<b>Author:</b> Lukasz Olszewski<br />
<b>ver:</b> 0.1<br />
<a href=https://github.com/0lszewski/posture_psv>Visit GitHub repo for instructions</a>

## Setup

In [None]:
import pandas as pd
import socket
from ipwhois import IPWhois
import re
import matplotlib.pyplot as plt

# If shodan is not installed uncomment the below or run it in system's terminal.
#pip install shodan

#Required for map-plotting at the end of the Notebook:
#pip install pycountry-convert
#pip install geopy
#pip install folium

pd.options.mode.chained_assignment = None  # default='warn'

#tune the output display options
pd.options.display.max_rows = 1000
pd.set_option('display.max_colwidth', 100)
pd.options.display.max_columns = 22

<b> Complete your configuration here before proceeding: </b>

In [None]:
# Example: domain = "github.com"
domain = ""

In [None]:
# Set the name of the organization being assessed below. 
# You need to get the exact org name by trying out some searches on https://shodan.io first using the 'org:' filter. Example org_name="GitHub Inc."
org_name=""

# !!!!!!!!!!!!!!!!!!!!!!!!!!!!
# C L E A R  BEFORE COMITING

SHODAN_API_KEY = ""
# !!!!!!!!!!!!!!!!!!!!!!!!!!!!

In [None]:
s_api = shodan.Shodan(SHODAN_API_KEY)

<b>Now select the first cell in the Notebook and either go to the 'Run' menu and select 'Run Selected cell and All Below' or manually continue through the notebook by pressing Shift+Enter to move cell by cell.</b>

## TLS certificates history section:

In [None]:
# Dataframe with results will land in 'df'. Notebook makes use of the crt.sh online certificate search engine. 
site = 'https://crt.sh/?q='
dfs_list = pd.read_html(site+domain)
df = dfs_list[2]
df.rename(columns = {'Logged At ⇧':'Logged At'}, inplace=True)
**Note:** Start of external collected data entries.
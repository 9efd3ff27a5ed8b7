//! SD/SDHC card over a dedicated SPI bus.
//!
//! The driver owns the bus and the chip-select pin outright: every command
//! needs 0xFF padding bytes clocked with chip-select high, which an
//! `SpiDevice` transaction cannot express.

use embedded_hal::digital::OutputPin;
use embedded_hal::spi::SpiBus;
use platform::config::{SD_INIT_HZ, SD_OPERATING_HZ};
use platform::{Block, BlockDevice, BlockIdx, BusSpeed, BLOCK_SIZE};
use thiserror_no_std::Error;

use super::command::{
    frame, R1, ACCEPT_POLLS, APP_CMD, CHECK_PATTERN, CRC_GO_IDLE, CRC_IF_COND, CRC_NONE,
    DATA_START, GO_IDLE_STATE, HCS, IDLE_BYTE, IF_COND_ARG, OCR_CCS, READ_MULTIPLE_BLOCK,
    READ_OCR, READ_SINGLE_BLOCK, RESPONSE_POLLS, SD_SEND_OP_COND, SEND_IF_COND, SET_BLOCKLEN,
    STOP_TRANSMISSION, WAKE_BYTES,
};

/// Card generation, decided during [`SdCard::initialize`].
#[derive(Debug, Clone, Copy, PartialEq, Eq)]
#[cfg_attr(feature = "defmt", derive(defmt::Format))]
pub enum CardType {
    /// Version 1 (rejects CMD8), byte addressed.
    Sd1,
    /// Version 2 standard capacity, byte addressed.
    Sd2,
    /// Version 2 high capacity, block addressed.
    Sdhc,
}

impl CardType {
    /// Command argument addressing `block`.
    pub fn address(self, block: BlockIdx) -> u32 {
        match self {
            Self::Sdhc => block.0,
            Self::Sd1 | Self::Sd2 => block.0.wrapping_mul(BLOCK_SIZE as u32),
        }
    }
}

/// SD driver errors.
#[derive(Debug, Clone, Copy, PartialEq, Eq, Error)]
#[cfg_attr(feature = "defmt", derive(defmt::Format))]
pub enum SdError<E: core::fmt::Debug> {
    /// SPI transfer failed.
    #[error("spi: {0:?}")]
    Bus(E),
    /// Driving chip-select failed.
    #[error("chip-select pin")]
    ChipSelect,
    /// Switching the bus clock failed.
    #[error("bus clock switch: {0:?}")]
    Clock(E),
    /// `GO_IDLE_STATE` answered with something other than the idle bit.
    #[error("card not idle after reset (r1 = {0:#04x})")]
    NotIdle(u8),
    /// `SEND_IF_COND` echoed the wrong check pattern.
    #[error("check pattern mismatch ({0:#04x})")]
    CheckPatternMismatch(u8),
    /// The card sent a data error token instead of a block.
    #[error("data error token {0:#04x}")]
    DataError(u8),
    /// Read attempted before a successful [`SdCard::initialize`].
    #[error("card not initialized")]
    NotInitialized,
}

/// SD card in SPI mode.
pub struct SdCard<SPI, CS> {
    spi: SPI,
    cs: CS,
    card_type: Option<CardType>,
}

impl<SPI, CS> SdCard<SPI, CS>
where
    SPI: SpiBus<u8> + BusSpeed,
    CS: OutputPin,
{
    /// Wrap the bus and chip-select. No bus traffic until
    /// [`initialize`](Self::initialize).
    pub fn new(spi: SPI, cs: CS) -> Self {
        Self {
            spi,
            cs,
            card_type: None,
        }
    }

    /// Bring the card up.
    ///
    /// 80 idle clocks with chip-select high, `GO_IDLE_STATE` (must answer
    /// exactly idle), `SEND_IF_COND` to tell version 1 from version 2,
    /// `APP_CMD` + `SD_SEND_OP_COND` until ready, `READ_OCR` for the
    /// addressing mode, `SET_BLOCKLEN` on byte-addressed cards, then the
    /// bus moves to its operating clock.
    ///
    /// The ready loop has no retry limit: a card that answers `GO_IDLE_STATE`
    /// is expected to finish its power-up.
    pub fn initialize(&mut self) -> Result<CardType, SdError<SPI::Error>> {
        self.card_type = None;
        self.spi
            .set_frequency(SD_INIT_HZ)
            .map_err(SdError::Clock)?;

        self.cs.set_high().map_err(|_| SdError::ChipSelect)?;
        for _ in 0..WAKE_BYTES {
            self.exchange(IDLE_BYTE)?;
        }

        let r1 = self.simple_command(GO_IDLE_STATE, 0, CRC_GO_IDLE)?;
        if !r1.is_idle_only() {
            #[cfg(feature = "defmt")]
            defmt::error!("sd: no idle response after reset (r1={=u8:#x})", r1.bits());
            return Err(SdError::NotIdle(r1.bits()));
        }

        let version2 = self.send_if_cond()?;

        let op_cond = if version2 { HCS } else { 0 };
        let mut attempts: u32 = 0;
        loop {
            attempts = attempts.wrapping_add(1);
            self.simple_command(APP_CMD, 0, CRC_NONE)?;
            if self.simple_command(SD_SEND_OP_COND, op_cond, CRC_NONE)?.is_ready() {
                break;
            }
        }
        #[cfg(not(feature = "defmt"))]
        let _ = attempts;

        let card_type = if version2 && self.read_ocr()? & OCR_CCS != 0 {
            CardType::Sdhc
        } else if version2 {
            CardType::Sd2
        } else {
            CardType::Sd1
        };

        if card_type != CardType::Sdhc {
            self.simple_command(SET_BLOCKLEN, BLOCK_SIZE as u32, CRC_NONE)?;
        }

        self.spi
            .set_frequency(SD_OPERATING_HZ)
            .map_err(SdError::Clock)?;
        self.card_type = Some(card_type);

        #[cfg(feature = "defmt")]
        defmt::info!(
            "sd: {} ready after {=u32} op-cond polls",
            card_type,
            attempts
        );
        Ok(card_type)
    }

    /// Card generation, once initialized.
    pub fn card_type(&self) -> Option<CardType> {
        self.card_type
    }

    /// Release the bus and pin.
    pub fn into_inner(self) -> (SPI, CS) {
        (self.spi, self.cs)
    }

    // ── Commands ─────────────────────────────────────────────────────────────

    /// `SEND_IF_COND`: `true` for a version 2 card.
    fn send_if_cond(&mut self) -> Result<bool, SdError<SPI::Error>> {
        self.framed(|card| {
            let r1 = card.command(SEND_IF_COND, IF_COND_ARG, CRC_IF_COND)?;
            if r1.contains(R1::ILLEGAL_COMMAND) {
                return Ok(false);
            }
            let [_, _, _, echo] = card.read_trailer()?;
            if echo != CHECK_PATTERN {
                return Err(SdError::CheckPatternMismatch(echo));
            }
            Ok(true)
        })
    }

    /// `READ_OCR`: first OCR byte (power-up and capacity bits).
    fn read_ocr(&mut self) -> Result<u8, SdError<SPI::Error>> {
        self.framed(|card| {
            card.command(READ_OCR, 0, CRC_NONE)?;
            let [high, ..] = card.read_trailer()?;
            Ok(high)
        })
    }

    /// One command with an R1-only response.
    fn simple_command(&mut self, index: u8, argument: u32, crc: u8) -> Result<R1, SdError<SPI::Error>> {
        self.framed(|card| card.command(index, argument, crc))
    }

    /// The four bytes following the R1 of an R3/R7 response.
    fn read_trailer(&mut self) -> Result<[u8; 4], SdError<SPI::Error>> {
        let mut trailer = [IDLE_BYTE; 4];
        self.spi
            .transfer_in_place(&mut trailer)
            .map_err(SdError::Bus)?;
        Ok(trailer)
    }

    /// Send a frame and poll up to [`RESPONSE_POLLS`] bytes for its R1.
    /// Chip-select must already be low.
    fn command(&mut self, index: u8, argument: u32, crc: u8) -> Result<R1, SdError<SPI::Error>> {
        self.spi
            .write(&frame(index, argument, crc))
            .map_err(SdError::Bus)?;
        let mut response = IDLE_BYTE;
        for _ in 0..RESPONSE_POLLS {
            response = self.exchange(IDLE_BYTE)?;
            if response != IDLE_BYTE {
                break;
            }
        }
        Ok(R1::from_byte(response))
    }

    // ── Data transfer ────────────────────────────────────────────────────────

    /// Send a read command and wait for its `0x00` acceptance.
    ///
    /// A card that never accepts is logged and the read carries on: the
    /// data-token wait that follows is where a dead card would hang anyway.
    fn start_read(&mut self, index: u8, argument: u32) -> Result<(), SdError<SPI::Error>> {
        self.spi
            .write(&frame(index, argument, CRC_NONE))
            .map_err(SdError::Bus)?;
        for _ in 0..ACCEPT_POLLS {
            if self.exchange(IDLE_BYTE)? == 0x00 {
                return Ok(());
            }
        }
        #[cfg(feature = "defmt")]
        defmt::warn!("sd: CMD{=u8} not accepted, reading anyway", index);
        Ok(())
    }

    /// Wait for the data token, then read one payload and drop its CRC.
    fn read_data(&mut self, block: &mut Block) -> Result<(), SdError<SPI::Error>> {
        loop {
            match self.exchange(IDLE_BYTE)? {
                DATA_START => break,
                token if is_error_token(token) => {
                    #[cfg(feature = "defmt")]
                    defmt::warn!("sd: data error token {=u8:#x}", token);
                    return Err(SdError::DataError(token));
                }
                _ => {}
            }
        }
        block.fill(IDLE_BYTE);
        self.spi.transfer_in_place(block).map_err(SdError::Bus)?;
        let mut crc = [IDLE_BYTE; 2];
        self.spi.transfer_in_place(&mut crc).map_err(SdError::Bus)?;
        Ok(())
    }

    /// `STOP_TRANSMISSION`, skip the stuff byte, take the R1 and drain busy.
    fn stop_transmission(&mut self) -> Result<(), SdError<SPI::Error>> {
        self.spi
            .write(&frame(STOP_TRANSMISSION, 0, CRC_NONE))
            .map_err(SdError::Bus)?;
        self.exchange(IDLE_BYTE)?;
        for _ in 0..RESPONSE_POLLS {
            if self.exchange(IDLE_BYTE)? != IDLE_BYTE {
                break;
            }
        }
        while self.exchange(IDLE_BYTE)? != IDLE_BYTE {}
        Ok(())
    }

    fn addressing(&self) -> Result<CardType, SdError<SPI::Error>> {
        self.card_type.ok_or(SdError::NotInitialized)
    }

    // ── Bus primitives ───────────────────────────────────────────────────────

    fn exchange(&mut self, byte: u8) -> Result<u8, SdError<SPI::Error>> {
        let mut word = [byte];
        self.spi.transfer_in_place(&mut word).map_err(SdError::Bus)?;
        let [received] = word;
        Ok(received)
    }

    /// Run `f` with chip-select low; the card is deselected whatever `f`
    /// returns, and an error from `f` wins over one from deselecting.
    fn framed<R>(
        &mut self,
        f: impl FnOnce(&mut Self) -> Result<R, SdError<SPI::Error>>,
    ) -> Result<R, SdError<SPI::Error>> {
        self.select()?;
        let result = f(self);
        let released = self.deselect();
        let value = result?;
        released.map(|()| value)
    }

    fn select(&mut self) -> Result<(), SdError<SPI::Error>> {
        self.cs.set_low().map_err(|_| SdError::ChipSelect)
    }

    /// Chip-select high plus one clock so the card releases MISO.
    fn deselect(&mut self) -> Result<(), SdError<SPI::Error>> {
        self.cs.set_high().map_err(|_| SdError::ChipSelect)?;
        self.exchange(IDLE_BYTE)?;
        Ok(())
    }
}

impl<SPI, CS> BlockDevice for SdCard<SPI, CS>
where
    SPI: SpiBus<u8> + BusSpeed,
    CS: OutputPin,
{
    type Error = SdError<SPI::Error>;

    fn read_block(&mut self, index: BlockIdx, block: &mut Block) -> Result<(), Self::Error> {
        let argument = self.addressing()?.address(index);
        #[cfg(feature = "defmt")]
        defmt::trace!("sd: read block {=u32}", index.0);

        self.framed(|card| {
            card.start_read(READ_SINGLE_BLOCK, argument)?;
            card.read_data(block)
        })
    }

    fn read_blocks(&mut self, start: BlockIdx, blocks: &mut [Block]) -> Result<(), Self::Error> {
        match blocks {
            [] => return Ok(()),
            [only] => return self.read_block(start, only),
            _ => {}
        }
        let argument = self.addressing()?.address(start);
        #[cfg(feature = "defmt")]
        defmt::trace!("sd: read {=usize} blocks from {=u32}", blocks.len(), start.0);

        self.framed(|card| {
            card.start_read(READ_MULTIPLE_BLOCK, argument)?;
            let streamed = blocks.iter_mut().try_for_each(|block| card.read_data(block));
            // The card keeps streaming until told to stop, even after an error.
            let stopped = card.stop_transmission();
            streamed?;
            stopped
        })
    }
}

/// Data error tokens are `0b0000_xxxx` with at least one flag set.
fn is_error_token(byte: u8) -> bool {
    byte != 0 && byte & 0xF0 == 0
}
<b>Number of entries retreived from crt.sh:</b>

In [None]:
print(df.count()['crt.sh ID'])

In [None]:
# Calculating certs Time to Live (TTL). Dev environments which may be interesting from the posture security assessment point of view will often have shortlived Let's Encrypt issued certs.
df['TTL'] = pd.to_datetime(df['Not After']) - pd.to_datetime(df['Not Before'])

In [None]:
# Run this cell to preview results. 
# Look at the list of uniqe CNs in the returned certificate information. 
df.groupby('Common Name').count().sort_values('crt.sh ID')['crt.sh ID']

In [None]:
#Deduplicating dataframe
df_uniq = df.drop_duplicates(subset=['Common Name'])


In [None]:
#Resolving the CNs to IPs which will be needed for further enrichement down the line.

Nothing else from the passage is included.